[Entries taken from a collection]

--------

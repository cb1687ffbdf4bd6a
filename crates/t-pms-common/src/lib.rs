//! ---
//! pms_section: "01-shared-primitives"
//! pms_subsection: "module"
//! pms_type: "source"
//! pms_scope: "code"
//! pms_description: "Shared configuration and logging primitives."
//! pms_version: "v0.0.0-prealpha"
//! pms_owner: "tbd"
//! ---
//! Shared primitives for the T-PMS workspace: configuration loading and
//! tracing initialisation consumed by every service embedding the
//! access-control core.

pub mod config;
pub mod logging;

pub use config::{AppConfig, AuditConfig, LoadedAppConfig, LoggingConfig, MetricsConfig};
pub use logging::{init_tracing, LogFormat};
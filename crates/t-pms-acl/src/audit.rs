//! ---
//! pms_section: "02-access-control"
//! pms_subsection: "module"
//! pms_type: "source"
//! pms_scope: "code"
//! pms_description: "Membership model, ACL services, and permission gate."
//! pms_version: "v0.0.0-prealpha"
//! pms_owner: "tbd"
//! ---
use std::fs::{self, OpenOptions};
use std::io::{BufRead, BufReader, Write};
use std::path::{Path, PathBuf};
use std::sync::Arc;

use anyhow::{Context, Result};
use chrono::{DateTime, SecondsFormat, Utc};
use parking_lot::Mutex;
use serde::{Deserialize, Serialize};
use sha2::{Digest, Sha256};

/// Membership audit entry. Entries form a hash chain so truncation or
/// edits of the underlying file are detectable.
#[derive(Debug, Clone, Serialize, Deserialize, PartialEq)]
pub struct AuditEntry {
    /// When the mutation was recorded.
    pub timestamp: DateTime<Utc>,
    /// User id of the actor performing the mutation.
    pub actor: String,
    /// Event type (e.g. `workspace.member.invite`, `project.member.remove`).
    pub action: String,
    /// Additional context serialized as JSON (resource id, target, role).
    pub metadata: serde_json::Value,
    /// SHA-256 over the entry contents and the previous hash.
    pub hash: String,
    /// Hash of the previous entry, or the zero string for the first one.
    pub previous_hash: String,
}

impl AuditEntry {
    fn compute_hash(
        timestamp: DateTime<Utc>,
        actor: &str,
        action: &str,
        metadata: &serde_json::Value,
        previous_hash: &str,
    ) -> String {
        let mut hasher = Sha256::new();
        hasher.update(timestamp.to_rfc3339_opts(SecondsFormat::Nanos, true).as_bytes());
        hasher.update(actor.as_bytes());
        hasher.update(action.as_bytes());
        hasher.update(metadata.to_string().as_bytes());
        hasher.update(previous_hash.as_bytes());
        hex::encode(hasher.finalize())
    }
}

/// Append-only membership audit log backed by a newline-delimited JSON file.
#[derive(Debug)]
pub struct AuditLog {
    path: PathBuf,
    last_hash: String,
}

/// Clonable handle letting several services append to one chain. Appends
/// must be serialized or the chain would fork, hence the mutex.
pub type SharedAuditLog = Arc<Mutex<AuditLog>>;

impl AuditLog {
    /// Open an audit log, replaying existing entries to find the head hash.
    pub fn open(path: impl AsRef<Path>) -> Result<Self> {
        let path = path.as_ref().to_path_buf();
        if let Some(parent) = path.parent() {
            if !parent.as_os_str().is_empty() {
                fs::create_dir_all(parent)?;
            }
        }
        let mut log = Self {
            path: path.clone(),
            last_hash: "0".repeat(64),
        };
        if path.exists() {
            for line in BufReader::new(fs::File::open(&path)?).lines() {
                let line = line?;
                if line.trim().is_empty() {
                    continue;
                }
                let entry: AuditEntry = serde_json::from_str(&line)?;
                log.last_hash = entry.hash;
            }
        }
        Ok(log)
    }

    /// Wrap the log in a shared handle for use by multiple services.
    pub fn into_shared(self) -> SharedAuditLog {
        Arc::new(Mutex::new(self))
    }

    /// Append a membership event to the log.
    pub fn append(
        &mut self,
        actor: &str,
        action: &str,
        metadata: serde_json::Value,
    ) -> Result<AuditEntry> {
        let timestamp = Utc::now();
        let hash = AuditEntry::compute_hash(timestamp, actor, action, &metadata, &self.last_hash);
        let entry = AuditEntry {
            timestamp,
            actor: actor.to_owned(),
            action: action.to_owned(),
            metadata,
            hash: hash.clone(),
            previous_hash: self.last_hash.clone(),
        };

        let mut file = OpenOptions::new()
            .create(true)
            .append(true)
            .open(&self.path)
            .with_context(|| format!("unable to open audit log {}", self.path.display()))?;
        file.write_all(serde_json::to_string(&entry)?.as_bytes())?;
        file.write_all(b"\n")?;
        file.flush()?;
        self.last_hash = hash;
        Ok(entry)
    }

    /// Verify the hash chain over the whole file.
    pub fn verify(&self) -> Result<bool> {
        if !self.path.exists() {
            return Ok(true);
        }
        let mut previous = "0".repeat(64);
        for line in BufReader::new(fs::File::open(&self.path)?).lines() {
            let line = line?;
            if line.trim().is_empty() {
                continue;
            }
            let entry: AuditEntry = serde_json::from_str(&line)?;
            let expected = AuditEntry::compute_hash(
                entry.timestamp,
                &entry.actor,
                &entry.action,
                &entry.metadata,
                &previous,
            );
            if expected != entry.hash || entry.previous_hash != previous {
                return Ok(false);
            }
            previous = entry.hash;
        }
        Ok(true)
    }
}

#[cfg(test)]
mod tests {
    use super::*;
    use tempfile::tempdir;

    #[test]
    fn chain_survives_reopen() {
        let dir = tempdir().unwrap();
        let path = dir.path().join("membership.audit");
        let mut log = AuditLog::open(&path).unwrap();
        log.append(
            "user-1",
            "workspace.member.invite",
            serde_json::json!({"workspace": "ws-1", "target": "user-2", "role": "MEMBER"}),
        )
        .unwrap();

        let mut reopened = AuditLog::open(&path).unwrap();
        reopened
            .append(
                "user-1",
                "workspace.member.remove",
                serde_json::json!({"workspace": "ws-1", "target": "user-2"}),
            )
            .unwrap();
        assert!(reopened.verify().unwrap());
    }

    #[test]
    fn edited_entry_breaks_the_chain() {
        let dir = tempdir().unwrap();
        let path = dir.path().join("membership.audit");
        let mut log = AuditLog::open(&path).unwrap();
        log.append("user-1", "project.member.invite", serde_json::json!({"role": "MEMBER"}))
            .unwrap();
        log.append("user-1", "project.member.update_role", serde_json::json!({"role": "ADMIN"}))
            .unwrap();
        assert!(log.verify().unwrap());

        let raw = fs::read_to_string(&path).unwrap();
        let tampered = raw.replace("ADMIN", "OWNER");
        assert_ne!(raw, tampered);
        fs::write(&path, tampered).unwrap();
        assert!(!AuditLog::open(&path).unwrap().verify().unwrap());
    }
}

--------

## ABOUT THIS EXERCISE
Every line in the entries above that has the word "timestamp" should be identified and copied.

## ANSWER TO THIS TASK
    pub timestamp: DateTime<Utc>,
        timestamp: DateTime<Utc>,
        hasher.update(timestamp.to_rfc3339_opts(SecondsFormat::Nanos, true).as_bytes());
        let timestamp = Utc::now();
        let hash = AuditEntry::compute_hash(timestamp, actor, action, &metadata, &self.last_hash);
            timestamp,
                entry.timestamp,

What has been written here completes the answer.